JAKARTA - Le vice-ministre du Hadj et du pèlerinage, Dahnil Anzar Simanjuntak, a déclaré que le gouvernement ne voulait pas prendre de risque dans le contexte de l’escalade du conflit au Moyen-Orient. Pour le Hadj, le gouvernement invite toujours les candidats au pèlerinage à retarder leur départ.

Pour le Hadj, quatre scénarios ont été préparés, avec un point de repère, à savoir la sécurité des pèlerins.

Cette déclaration a été faite par Dahnil à l’Étoile de la Presidence de Jakarta, mardi 10 mars, après avoir assisté à un événement de Nuzulul Quran à l’Étoile de l’Etat.

Selon lui, le gouvernement, par l’intermédiaire du ministère des Affaires étrangères et du ministère du Hadj et du pèlerinage, continue d’accompagner les pèlerins du Hadj qui rentrent en Indonésie, y compris en demandant aux compagnies aériennes et aux PPIU ou aux agences de voyage de continuer à les accompagner jusqu’à leur arrivée dans le pays.

Dahnil a déclaré que l’appel à retarder le Hadj est toujours valide car la direction du conflit n’est pas encore certaine.
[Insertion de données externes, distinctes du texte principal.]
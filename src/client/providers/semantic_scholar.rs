use super::crossref::map_reqwest_error;
use super::traits::{BibProvider, LookupContext, LookupQuery, ProviderError};
use crate::client::{BibRecord, MetadataSource};
use async_trait::async_trait;
use reqwest::Client;
use serde::Deserialize;
use std::time::Duration;
use tracing::debug;

/// Fixed confidence for Semantic Scholar results: a lower-precision catalog
/// consulted only after higher-precision providers are exhausted.
const SEMANTIC_SCHOLAR_CONFIDENCE: f64 = 0.7;

#[derive(Debug, Deserialize)]
struct SearchResponse {
    #[serde(default)]
    data: Vec<Paper>,
}

#[derive(Debug, Deserialize)]
struct Paper {
    #[serde(default)]
    title: String,
    #[serde(default)]
    authors: Vec<Author>,
    year: Option<i64>,
    #[serde(default)]
    venue: String,
    #[serde(rename = "externalIds")]
    external_ids: Option<ExternalIds>,
}

#[derive(Debug, Deserialize)]
struct Author {
    #[serde(default)]
    name: String,
}

#[derive(Debug, Deserialize)]
struct ExternalIds {
    #[serde(rename = "DOI", default)]
    doi: String,
}

/// Semantic Scholar graph API provider for free-text title search
pub struct SemanticScholarProvider {
    client: Client,
    base_url: String,
}

impl SemanticScholarProvider {
    pub fn new(user_agent: &str) -> Result<Self, ProviderError> {
        Self::with_base_url(user_agent, "https://api.semanticscholar.org/graph/v1")
    }

    /// Create a provider against a non-default endpoint (used in tests)
    pub fn with_base_url(user_agent: &str, base_url: &str) -> Result<Self, ProviderError> {
        let client = Client::builder()
            .timeout(Duration::from_secs(30))
            .user_agent(user_agent)
            .build()
            .map_err(|e| ProviderError::Other(format!("Failed to create HTTP client: {e}")))?;

        Ok(Self {
            client,
            base_url: base_url.trim_end_matches('/').to_string(),
        })
    }

    fn convert_paper(paper: Paper) -> BibRecord {
        let authors: Vec<String> = paper
            .authors
            .into_iter()
            .map(|a| a.name)
            .filter(|name| !name.is_empty())
            .collect();

        BibRecord {
            title: paper.title,
            authors,
            year: paper.year.map(|y| y.to_string()).unwrap_or_default(),
            journal: paper.venue,
            publisher: String::new(),
            doi: paper.external_ids.map(|ids| ids.doi).unwrap_or_default(),
            source: MetadataSource::SemanticScholar,
            confidence: SEMANTIC_SCHOLAR_CONFIDENCE,
            zotero_key: None,
        }
    }
}

#[async_trait]
impl BibProvider for SemanticScholarProvider {
    fn name(&self) -> &str {
        "semantic_scholar"
    }

    fn supports(&self, query: &LookupQuery) -> bool {
        matches!(query, LookupQuery::Title(_))
    }

    async fn lookup(
        &self,
        query: &LookupQuery,
        context: &LookupContext,
    ) -> Result<Option<BibRecord>, ProviderError> {
        let LookupQuery::Title(title) = query else {
            return Ok(None);
        };

        let url = format!("{}/paper/search", self.base_url);
        debug!("Semantic Scholar search: {}", title);

        let response = self
            .client
            .get(&url)
            .query(&[
                ("query", title.as_str()),
                ("limit", "3"),
                ("fields", "title,authors,year,venue,externalIds"),
            ])
            .timeout(context.timeout)
            .header("User-Agent", &context.user_agent)
            .send()
            .await
            .map_err(map_reqwest_error)?;

        if !response.status().is_success() {
            return Err(ProviderError::Network(format!(
                "Semantic Scholar returned HTTP {}",
                response.status()
            )));
        }

        let body: SearchResponse = response.json().await.map_err(|e| {
            ProviderError::Parse(format!("Failed to parse Semantic Scholar JSON: {e}"))
        })?;

        Ok(body.data.into_iter().next().map(Self::convert_paper))
    }
}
Les pays choisissent d’étre prudents pour assurer la securité des citoyens.

Pour la tenue du Hadj, Dahnil a avoué avoir consulté le président Prabowo Subianto. L’ordre du président est clair, tous les scénarios doivent être présentés, mais la santé des pèlerins reste la premierée et la priorité.

Si la situation s’améliore, le premier groupe de pèlerins sera toujours prévu pour partir le 22 avril. Mais si l’escalade du conflit montre des signes de danger, le gouvernement prépare d’autres options. De la modification des itinéraires aériens à la possibilité d’un retard.

« Il y a quatre scénarios que nous avons préparés », a dit Dahnil.

L’une des options discutées est un changement de trajectoire de vol, y compris la possibilité de passer par le sud ou l’Afrique, en tenant compte des autorites de l’aviation et des pays concernés. Un autre scénario est préparé si la securite des pèlerins est vraiment menacée.

Dahnil a déclaré que le prix n’était pas la principale préoccupation du gouvernement actuel. « L’orientation du président, la securité des pèlerins est la premiere et la plus importante », a-t-il déclaré.

Il a déclaré qu’il y avait actuellement environ 43 000 pèlerins qui prenaient part au Hadj. En même temps, les pèlerins qui avaient été blocagés auparavant avaient en general des problèmes de transit et des prix de billets trop chers.

Après l’appel à la diffusions du retard, le nombre de pèlerins de la Mecque qui sont partis a également commencé à baisser.